DATA SUPPLIED -
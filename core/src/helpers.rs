//! Statement skeletons shared by the loaders and the row facade.

use crate::row::Row;
use crate::sql::{SQL, SQLChunk, Token};

/// `SELECT * FROM "table"`
pub fn select_all(table: &str) -> SQL {
    SQL::token(Token::SELECT)
        .push(Token::STAR)
        .push(Token::FROM)
        .append(SQL::ident(table))
}

/// `WHERE <condition>`
pub fn where_clause(condition: SQL) -> SQL {
    SQL::token(Token::WHERE).append(condition)
}

/// `SELECT * FROM "table" WHERE <condition> [ORDER BY ...] [LIMIT ...]`
pub fn select(table: &str, condition: SQL, order_by: SQL, limit: SQL) -> SQL {
    select_all(table)
        .append(where_clause(condition))
        .append(order_by)
        .append(limit)
}

/// `UPDATE "table" SET "a" = ?, ... WHERE <condition>`
pub fn update(table: &str, values: &Row, condition: SQL) -> SQL {
    SQL::token(Token::UPDATE)
        .append(SQL::ident(table))
        .push(Token::SET)
        .append(SQL::assignments(values.iter()))
        .append(where_clause(condition))
}

/// `INSERT INTO "table" ("a", "b") VALUES (?, ?), (?, ?)`
///
/// Every row must carry `columns`; values are taken in `columns` order.
pub fn insert(table: &str, columns: &[&str], rows: &[Row]) -> SQL {
    let column_list = SQL::join(columns.iter().map(|column| SQL::ident(*column)), Token::COMMA);

    let tuples = rows.iter().map(|row| {
        SQL::param_list(
            columns
                .iter()
                .map(|column| row.get(column).cloned().unwrap_or_default()),
        )
        .parens()
    });

    SQL::from_iter([SQLChunk::token(Token::INSERT), SQLChunk::token(Token::INTO)])
        .append(SQL::ident(table))
        .append(column_list.parens())
        .push(Token::VALUES)
        .append(SQL::join(tuples, Token::COMMA))
}
const SORT_BY: &str = "
type #name []#T

func (xs #name) sort(less func(#T, #T) bool) []#T {
    sorted := append([]#T(nil), xs...)
    sort.Slice(sorted, func(i, j int) bool {
        return less(sorted[i], sorted[j])
    })
    return sorted
}";

const TAKE: &str = "
type #name []#T

func (xs #name) take(n int) []#T {
    if n < 0 {
        n = 0
    } else if n > len(xs) {
        n = len(xs)
    }
    return append([]#T(nil), xs[:n]...)
}";

const TAKE_WHILE: &str = "
type #name []#T

func (xs #name) takeWhile(pred func(#T) bool) []#T {
    i := 0
    for i < len(xs) && pred(xs[i]) {
        i++
    }
    return append([]#T(nil), xs[:i]...)
}";

const TEE: &str = "
type #name []#T

func (xs #name) tee(fn func(#T)) []#T {
    var teed []#T
    for _, x := range xs {
        fn(x)
        teed = append(teed, x)
    }
    return teed
}";

const TO_MAP: &str = "
type #name []#T

func (xs #name) toMap(fn func(#T) #U) map[#T]#U {
    m := make(map[#T]#U, len(xs))
    for _, x := range xs {
        m[x] = fn(x)
    }
    return m
}";

const TO_SET: &str = "
type #name []#T

func (xs #name) toSet() map[#T]struct{} {
    set := make(map[#T]struct{})
    for _, x := range xs {
        set[x] = struct{}{}
    }
    return set
}";

// adjacent duplicates only
const UNIQ: &str = "
type #name []#T

func (xs #name) uniq() []#T {
    if len(xs) == 0 {
        return nil
    }
    u := []#T{xs[0]}
    for _, x := range xs[1:] {
        if x != u[len(u)-1] {
            u = append(u, x)
        }
    }
    return u
}";
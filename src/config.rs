//! Generation configuration: identifier prefixes, fusion switch, file naming

use std::path::Path;

use crate::error::{GenError, Result};

/// Configuration for one specialization run
#[derive(Debug, Clone, PartialEq, Eq)]
pub struct GenerationConfig {
    /// Fuse chains of builtin methods into a single loop
    pub fusion: bool,
    /// Prefix of generated pipeline types (`__fgpipe_1`)
    pub pipeline_prefix: String,
    /// Prefix of generated receiver types for single methods (`__fgtype_1_filter`)
    pub type_prefix: String,
    /// Prefix of generated free functions (`__fgfn_1_max`)
    pub func_prefix: String,
    /// Prefix of the formal parameters of a fused method (`__fgarg_0`)
    pub arg_prefix: String,
    /// Name of the method every pipeline type declares
    pub pipeline_method: String,
    /// Extension of dialect source files, without the dot
    pub dialect_extension: String,
    /// File name of the auxiliary unit holding generated declarations
    pub aux_unit_name: String,
}

impl GenerationConfig {
    /// Create a new default configuration
    pub fn new() -> Self {
        GenerationConfig {
            fusion: true,
            pipeline_prefix: "__fgpipe_".to_string(),
            type_prefix: "__fgtype_".to_string(),
            func_prefix: "__fgfn_".to_string(),
            arg_prefix: "__fgarg_".to_string(),
            pipeline_method: "pipeline".to_string(),
            dialect_extension: "ply".to_string(),
            aux_unit_name: "fusegen_impls.go".to_string(),
        }
    }

    /// Enable or disable pipeline fusion
    pub fn with_fusion(mut self, fusion: bool) -> Self {
        self.fusion = fusion;
        self
    }

    /// Set the prefix of generated pipeline types
    pub fn set_pipeline_prefix(mut self, prefix: &str) -> Self {
        self.pipeline_prefix = prefix.to_string();
        self
    }

    /// Set the prefix of generated single-method receiver types
    pub fn set_type_prefix(mut self, prefix: &str) -> Self {
        self.type_prefix = prefix.to_string();
        self
    }

    /// Set the prefix of generated functions
    pub fn set_func_prefix(mut self, prefix: &str) -> Self {
        self.func_prefix = prefix.to_string();
        self
    }

    /// Set the prefix of fused-method parameters
    pub fn set_arg_prefix(mut self, prefix: &str) -> Self {
        self.arg_prefix = prefix.to_string();
        self
    }

    /// Set the method name used by pipeline types
    pub fn set_pipeline_method(mut self, name: &str) -> Self {
        self.pipeline_method = name.to_string();
        self
    }

    /// Set the dialect file extension (without the dot)
    pub fn set_dialect_extension(mut self, ext: &str) -> Self {
        self.dialect_extension = ext.trim_start_matches('.').to_string();
        self
    }

    /// Set the auxiliary unit's file name
    pub fn set_aux_unit_name(mut self, name: &str) -> Self {
        self.aux_unit_name = name.to_string();
        self
    }

    /// Validate configuration
    pub fn validate(&self) -> Result<()> {
        let idents = [
            ("pipeline prefix", &self.pipeline_prefix),
            ("type prefix", &self.type_prefix),
            ("function prefix", &self.func_prefix),
            ("argument prefix", &self.arg_prefix),
            ("pipeline method", &self.pipeline_method),
        ];
        for (what, value) in idents {
            if !is_identifier(value) {
                return Err(GenError::InvalidConfig(format!(
                    "{} must be an identifier, got {:?}",
                    what, value
                )));
            }
        }

        // generated names must not collide across kinds
        let prefixes = [&self.pipeline_prefix, &self.type_prefix, &self.func_prefix, &self.arg_prefix];
        for (i, a) in prefixes.iter().enumerate() {
            for b in &prefixes[i + 1..] {
                if a.starts_with(b.as_str()) || b.starts_with(a.as_str()) {
                    return Err(GenError::InvalidConfig(format!(
                        "prefixes {:?} and {:?} overlap",
                        a, b
                    )));
                }
            }
        }

        if self.dialect_extension.is_empty() {
            return Err(GenError::InvalidConfig("dialect extension is empty".to_string()));
        }
        if self.dialect_extension == "go" {
            return Err(GenError::InvalidConfig(
                "dialect extension must differ from the host extension".to_string(),
            ));
        }
        if self.aux_unit_name.is_empty() {
            return Err(GenError::InvalidConfig("auxiliary unit name is empty".to_string()));
        }
        Ok(())
    }

    /// Check whether a path names a dialect source file
    pub fn is_dialect_file(&self, path: &Path) -> bool {
        path.extension()
            .map_or(false, |ext| ext.to_string_lossy() == self.dialect_extension)
    }

    /// Output file name for a dialect source: `dir/foo.ply` becomes `foo.go`
    pub fn output_name(&self, path: &Path) -> String {
        let stem = path
            .file_stem()
            .map(|s| s.to_string_lossy().into_owned())
            .unwrap_or_else(|| "out".to_string());
        format!("{}.go", stem)
    }
}

impl Default for GenerationConfig {
    fn default() -> Self {
        Self::new()
    }
}

fn is_identifier(s: &str) -> bool {
    let mut chars = s.chars();
    match chars.next() {
        Some(c) if c == '_' || c.is_ascii_alphabetic() => {}
        _ => return false,
    }
    chars.all(|c| c == '_' || c.is_ascii_alphanumeric())
}
#![allow(dead_code)]

use fusegen::codegen::{DeclRegistry, GenerationStats, Specializer};
use fusegen::syntax::ast::Expr;
use fusegen::syntax::walk::VisitorMut;
use fusegen::types::{ConstValue, Type, TypeInfo};
use fusegen::{AstBuilder, GenerationConfig};

/// Builds expressions and records their types as a checker would
pub struct Fixture {
    pub b: AstBuilder,
    pub info: TypeInfo,
}

impl Fixture {
    pub fn new() -> Self {
        Fixture {
            b: AstBuilder::new(),
            info: TypeInfo::new(),
        }
    }

    /// An identifier of the given type
    pub fn var(&mut self, name: &str, ty: Type) -> Expr {
        let e = self.b.ident(name);
        self.info.record(e.id, ty);
        e
    }

    /// An identifier holding a function value
    pub fn func(&mut self, name: &str, params: Vec<Type>, results: Vec<Type>) -> Expr {
        self.var(name, Type::func(params, results))
    }

    /// `func(T) bool`
    pub fn pred(&mut self, name: &str, elem: Type) -> Expr {
        self.func(name, vec![elem], vec![Type::bool()])
    }

    pub fn int(&mut self, n: i64) -> Expr {
        let e = self.b.int(n);
        self.info.record_constant(e.id, Type::int(), ConstValue::Int(n as i128));
        e
    }

    /// `recv.method(args)` with result type `ty`
    pub fn method(&mut self, recv: Expr, method: &str, args: Vec<Expr>, ty: Type) -> Expr {
        let e = self.b.method_call(recv, method, args);
        self.info.record(e.id, ty);
        e
    }

    /// `name(args)` with result type `ty`
    pub fn call(&mut self, name: &str, args: Vec<Expr>, ty: Type) -> Expr {
        let fun = self.b.ident(name);
        let e = self.b.call(fun, args);
        self.info.record(e.id, ty);
        e
    }

    /// Run the specializer over one expression
    pub fn specialize(&self, expr: &mut Expr, config: &GenerationConfig) -> (DeclRegistry, GenerationStats) {
        let mut spec = Specializer::new(&self.info, config);
        spec.visit_expr(expr);
        spec.finish()
    }
}

pub fn ints() -> Type {
    Type::slice(Type::int())
}

/// Source of the single declaration a registry holds
pub fn only_decl(registry: &DeclRegistry) -> &str {
    assert_eq!(registry.len(), 1, "expected exactly one declaration");
    &registry.declarations()[0].code
}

TASK DIRECTIONS -
Nothing but a number should be returned: the count of lines in the listing that contain the string "join".

EXERCISE OUTPUT -
2